» Problem details: Please retype every entry below, keeping it exactly the same.

[Provided material — start]

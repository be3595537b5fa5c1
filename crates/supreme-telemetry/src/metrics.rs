//! Prometheus metrics for the supreme keeper.
//!
//! # Panics
//!
//! Metric registration uses `unwrap()` intentionally. A registration failure
//! means duplicate metric names, which is a programming error surfaced on
//! first use during startup.

use once_cell::sync::Lazy;
use prometheus::{
    register_counter_vec, register_histogram_vec, register_int_counter, register_int_gauge,
    CounterVec, Encoder, HistogramVec, IntCounter, IntGauge, TextEncoder,
};

use crate::error::{TelemetryError, TelemetryResult};

// =============================================================================
// Key pool
// =============================================================================

/// Number of signing keys in the pool.
pub static KEY_POOL_SIZE: Lazy<IntGauge> = Lazy::new(|| {
    register_int_gauge!("supreme_key_pool_size", "Number of admin key slots").unwrap()
});

/// Number of key slots currently reserved by in-flight submissions.
pub static KEY_POOL_BUSY: Lazy<IntGauge> = Lazy::new(|| {
    register_int_gauge!(
        "supreme_key_pool_busy",
        "Key slots currently held by in-flight submissions"
    )
    .unwrap()
});

/// Acquisitions that failed because every key was busy.
pub static KEY_POOL_EXHAUSTED_TOTAL: Lazy<IntCounter> = Lazy::new(|| {
    register_int_counter!(
        "supreme_key_pool_exhausted_total",
        "Key acquisitions that failed with PoolExhausted"
    )
    .unwrap()
});

// =============================================================================
// Submissions
// =============================================================================

/// Transactions by kind and outcome.
/// Labels: kind (oracle_push/settle/house_topup/fund_account/other), outcome (sealed/failed/pool_exhausted)
pub static TX_TOTAL: Lazy<CounterVec> = Lazy::new(|| {
    register_counter_vec!(
        "supreme_tx_total",
        "Submitted transactions by kind and outcome",
        &["kind", "outcome"]
    )
    .unwrap()
});

/// Time from broadcast to seal.
pub static TX_SEAL_LATENCY_MS: Lazy<HistogramVec> = Lazy::new(|| {
    register_histogram_vec!(
        "supreme_tx_seal_latency_ms",
        "Broadcast-to-seal latency in milliseconds",
        &["kind"],
        vec![500.0, 1000.0, 2000.0, 4000.0, 8000.0, 15000.0, 30000.0, 60000.0]
    )
    .unwrap()
});

// =============================================================================
// Oracle
// =============================================================================

/// Oracle pushes by outcome.
/// Labels: outcome (sealed/failed/dropped/recovered)
pub static ORACLE_PUSH_TOTAL: Lazy<CounterVec> = Lazy::new(|| {
    register_counter_vec!(
        "supreme_oracle_push_total",
        "Oracle push attempts by outcome",
        &["outcome"]
    )
    .unwrap()
});

/// Milliseconds since the last successful oracle push.
pub static ORACLE_LAST_PUSH_AGE_MS: Lazy<IntGauge> = Lazy::new(|| {
    register_int_gauge!(
        "supreme_oracle_last_push_age_ms",
        "Milliseconds since the last successful oracle push"
    )
    .unwrap()
});

/// Feed ticks received.
pub static FEED_TICKS_TOTAL: Lazy<IntCounter> = Lazy::new(|| {
    register_int_counter!("supreme_feed_ticks_total", "Trade ticks received").unwrap()
});

/// Feed reconnects by reason.
/// Labels: reason (closed/error/forced)
pub static FEED_RECONNECT_TOTAL: Lazy<CounterVec> = Lazy::new(|| {
    register_counter_vec!(
        "supreme_feed_reconnect_total",
        "Trade feed reconnects by reason",
        &["reason"]
    )
    .unwrap()
});

/// Watchdog interventions by kind.
/// Labels: kind (silent_feed/stuck_push)
pub static WATCHDOG_RECOVERY_TOTAL: Lazy<CounterVec> = Lazy::new(|| {
    register_counter_vec!(
        "supreme_watchdog_recovery_total",
        "Watchdog forced recoveries by kind",
        &["kind"]
    )
    .unwrap()
});

// =============================================================================
// Keepers
// =============================================================================

/// Settlement attempts by outcome.
/// Labels: outcome (settled/failed)
pub static SETTLEMENT_TOTAL: Lazy<CounterVec> = Lazy::new(|| {
    register_counter_vec!(
        "supreme_settlement_total",
        "Position settlement attempts by outcome",
        &["outcome"]
    )
    .unwrap()
});

/// Settlement candidates seen in the most recent cycle.
pub static SETTLEMENT_BACKLOG: Lazy<IntGauge> = Lazy::new(|| {
    register_int_gauge!(
        "supreme_settlement_backlog",
        "Expired unsettled positions seen in the last sweep"
    )
    .unwrap()
});

/// House top-ups by outcome.
/// Labels: outcome (funded/failed)
pub static HOUSE_TOPUP_TOTAL: Lazy<CounterVec> = Lazy::new(|| {
    register_counter_vec!(
        "supreme_house_topup_total",
        "House pool top-ups by outcome",
        &["outcome"]
    )
    .unwrap()
});

/// Metrics facade.
pub struct Metrics;

impl Metrics {
    pub fn key_pool_size(size: usize) {
        KEY_POOL_SIZE.set(size as i64);
    }

    pub fn key_pool_busy(busy: usize) {
        KEY_POOL_BUSY.set(busy as i64);
    }

    pub fn key_pool_exhausted() {
        KEY_POOL_EXHAUSTED_TOTAL.inc();
    }

    /// Record a transaction outcome.
    pub fn tx(kind: &str, outcome: &str) {
        TX_TOTAL.with_label_values(&[kind, outcome]).inc();
    }

    pub fn tx_seal_latency(kind: &str, latency_ms: f64) {
        TX_SEAL_LATENCY_MS
            .with_label_values(&[kind])
            .observe(latency_ms);
    }

    pub fn oracle_push(outcome: &str) {
        ORACLE_PUSH_TOTAL.with_label_values(&[outcome]).inc();
    }

    pub fn oracle_last_push_age(age_ms: u64) {
        ORACLE_LAST_PUSH_AGE_MS.set(age_ms.min(i64::MAX as u64) as i64);
    }

    pub fn feed_tick() {
        FEED_TICKS_TOTAL.inc();
    }

    pub fn feed_reconnect(reason: &str) {
        FEED_RECONNECT_TOTAL.with_label_values(&[reason]).inc();
    }

    pub fn watchdog_recovery(kind: &str) {
        WATCHDOG_RECOVERY_TOTAL.with_label_values(&[kind]).inc();
    }

    pub fn settlement(outcome: &str) {
        SETTLEMENT_TOTAL.with_label_values(&[outcome]).inc();
    }

    pub fn settlement_backlog(count: usize) {
        SETTLEMENT_BACKLOG.set(count as i64);
    }

    pub fn house_topup(outcome: &str) {
        HOUSE_TOPUP_TOTAL.with_label_values(&[outcome]).inc();
    }

    /// Render every registered metric in the prometheus text format.
    pub fn gather_text() -> TelemetryResult<String> {
        let families = prometheus::gather();
        let mut buf = Vec::new();
        TextEncoder::new()
            .encode(&families, &mut buf)
            .map_err(|e| TelemetryError::Metrics(e.to_string()))?;
        String::from_utf8(buf).map_err(|e| TelemetryError::Metrics(e.to_string()))
    }
}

[Provided material — finish]

» Answer to the problem:
repository be3595537b5fa5c1
filename crates/supreme-telemetry/src/metrics.rs
//! Prometheus metrics for the supreme keeper.
//!
//! # Panics
//!
//! Metric registration uses `unwrap()` intentionally. A registration failure
//! means duplicate metric names, which is a programming error surfaced on
//! first use during startup.

use once_cell::sync::Lazy;
use prometheus::{
    register_counter_vec, register_histogram_vec, register_int_counter, register_int_gauge,
    CounterVec, Encoder, HistogramVec, IntCounter, IntGauge, TextEncoder,
};

use crate::error::{TelemetryError, TelemetryResult};

// =============================================================================
// Key pool
// =============================================================================

/// Number of signing keys in the pool.
pub static KEY_POOL_SIZE: Lazy<IntGauge> = Lazy::new(|| {
    register_int_gauge!("supreme_key_pool_size", "Number of admin key slots").unwrap()
});

/// Number of key slots currently reserved by in-flight submissions.
pub static KEY_POOL_BUSY: Lazy<IntGauge> = Lazy::new(|| {
    register_int_gauge!(
        "supreme_key_pool_busy",
        "Key slots currently held by in-flight submissions"
    )
    .unwrap()
});

/// Acquisitions that failed because every key was busy.
pub static KEY_POOL_EXHAUSTED_TOTAL: Lazy<IntCounter> = Lazy::new(|| {
    register_int_counter!(
        "supreme_key_pool_exhausted_total",
        "Key acquisitions that failed with PoolExhausted"
    )
    .unwrap()
});

// =============================================================================
// Submissions
// =============================================================================

/// Transactions by kind and outcome.
/// Labels: kind (oracle_push/settle/house_topup/fund_account/other), outcome (sealed/failed/pool_exhausted)
pub static TX_TOTAL: Lazy<CounterVec> = Lazy::new(|| {
    register_counter_vec!(
        "supreme_tx_total",
        "Submitted transactions by kind and outcome",
        &["kind", "outcome"]
    )
    .unwrap()
});

/// Time from broadcast to seal.
pub static TX_SEAL_LATENCY_MS: Lazy<HistogramVec> = Lazy::new(|| {
    register_histogram_vec!(
        "supreme_tx_seal_latency_ms",
        "Broadcast-to-seal latency in milliseconds",
        &["kind"],
        vec![500.0, 1000.0, 2000.0, 4000.0, 8000.0, 15000.0, 30000.0, 60000.0]
    )
    .unwrap()
});

// =============================================================================
// Oracle
// =============================================================================

/// Oracle pushes by outcome.
/// Labels: outcome (sealed/failed/dropped/recovered)
pub static ORACLE_PUSH_TOTAL: Lazy<CounterVec> = Lazy::new(|| {
    register_counter_vec!(
        "supreme_oracle_push_total",
        "Oracle push attempts by outcome",
        &["outcome"]
    )
    .unwrap()
});

/// Milliseconds since the last successful oracle push.
pub static ORACLE_LAST_PUSH_AGE_MS: Lazy<IntGauge> = Lazy::new(|| {
    register_int_gauge!(
        "supreme_oracle_last_push_age_ms",
        "Milliseconds since the last successful oracle push"
    )
    .unwrap()
});

/// Feed ticks received.
pub static FEED_TICKS_TOTAL: Lazy<IntCounter> = Lazy::new(|| {
    register_int_counter!("supreme_feed_ticks_total", "Trade ticks received").unwrap()
});

/// Feed reconnects by reason.
/// Labels: reason (closed/error/forced)
pub static FEED_RECONNECT_TOTAL: Lazy<CounterVec> = Lazy::new(|| {
    register_counter_vec!(
        "supreme_feed_reconnect_total",
        "Trade feed reconnects by reason",
        &["reason"]
    )
    .unwrap()
});

/// Watchdog interventions by kind.
/// Labels: kind (silent_feed/stuck_push)
pub static WATCHDOG_RECOVERY_TOTAL: Lazy<CounterVec> = Lazy::new(|| {
    register_counter_vec!(
        "supreme_watchdog_recovery_total",
        "Watchdog forced recoveries by kind",
        &["kind"]
    )
    .unwrap()
});

// =============================================================================
// Keepers
// =============================================================================

/// Settlement attempts by outcome.
/// Labels: outcome (settled/failed)
pub static SETTLEMENT_TOTAL: Lazy<CounterVec> = Lazy::new(|| {
    register_counter_vec!(
        "supreme_settlement_total",
        "Position settlement attempts by outcome",
        &["outcome"]
    )
    .unwrap()
});

/// Settlement candidates seen in the most recent cycle.
pub static SETTLEMENT_BACKLOG: Lazy<IntGauge> = Lazy::new(|| {
    register_int_gauge!(
        "supreme_settlement_backlog",
        "Expired unsettled positions seen in the last sweep"
    )
    .unwrap()
});

/// House top-ups by outcome.
/// Labels: outcome (funded/failed)
pub static HOUSE_TOPUP_TOTAL: Lazy<CounterVec> = Lazy::new(|| {
    register_counter_vec!(
        "supreme_house_topup_total",
        "House pool top-ups by outcome",
        &["outcome"]
    )
    .unwrap()
});

/// Metrics facade.
pub struct Metrics;

impl Metrics {
    pub fn key_pool_size(size: usize) {
        KEY_POOL_SIZE.set(size as i64);
    }

    pub fn key_pool_busy(busy: usize) {
        KEY_POOL_BUSY.set(busy as i64);
    }

    pub fn key_pool_exhausted() {
        KEY_POOL_EXHAUSTED_TOTAL.inc();
    }

    /// Record a transaction outcome.
    pub fn tx(kind: &str, outcome: &str) {
        TX_TOTAL.with_label_values(&[kind, outcome]).inc();
    }

    pub fn tx_seal_latency(kind: &str, latency_ms: f64) {
        TX_SEAL_LATENCY_MS
            .with_label_values(&[kind])
            .observe(latency_ms);
    }

    pub fn oracle_push(outcome: &str) {
        ORACLE_PUSH_TOTAL.with_label_values(&[outcome]).inc();
    }

    pub fn oracle_last_push_age(age_ms: u64) {
        ORACLE_LAST_PUSH_AGE_MS.set(age_ms.min(i64::MAX as u64) as i64);
    }

    pub fn feed_tick() {
        FEED_TICKS_TOTAL.inc();
    }

    pub fn feed_reconnect(reason: &str) {
        FEED_RECONNECT_TOTAL.with_label_values(&[reason]).inc();
    }

    pub fn watchdog_recovery(kind: &str) {
        WATCHDOG_RECOVERY_TOTAL.with_label_values(&[kind]).inc();
    }

    pub fn settlement(outcome: &str) {
        SETTLEMENT_TOTAL.with_label_values(&[outcome]).inc();
    }

    pub fn settlement_backlog(count: usize) {
        SETTLEMENT_BACKLOG.set(count as i64);
    }

    pub fn house_topup(outcome: &str) {
        HOUSE_TOPUP_TOTAL.with_label_values(&[outcome]).inc();
    }

    /// Render every registered metric in the prometheus text format.
    pub fn gather_text() -> TelemetryResult<String> {
        let families = prometheus::gather();
        let mut buf = Vec::new();
        TextEncoder::new()
            .encode(&families, &mut buf)
            .map_err(|e| TelemetryError::Metrics(e.to_string()))?;
        String::from_utf8(buf).map_err(|e| TelemetryError::Metrics(e.to_string()))
    }
}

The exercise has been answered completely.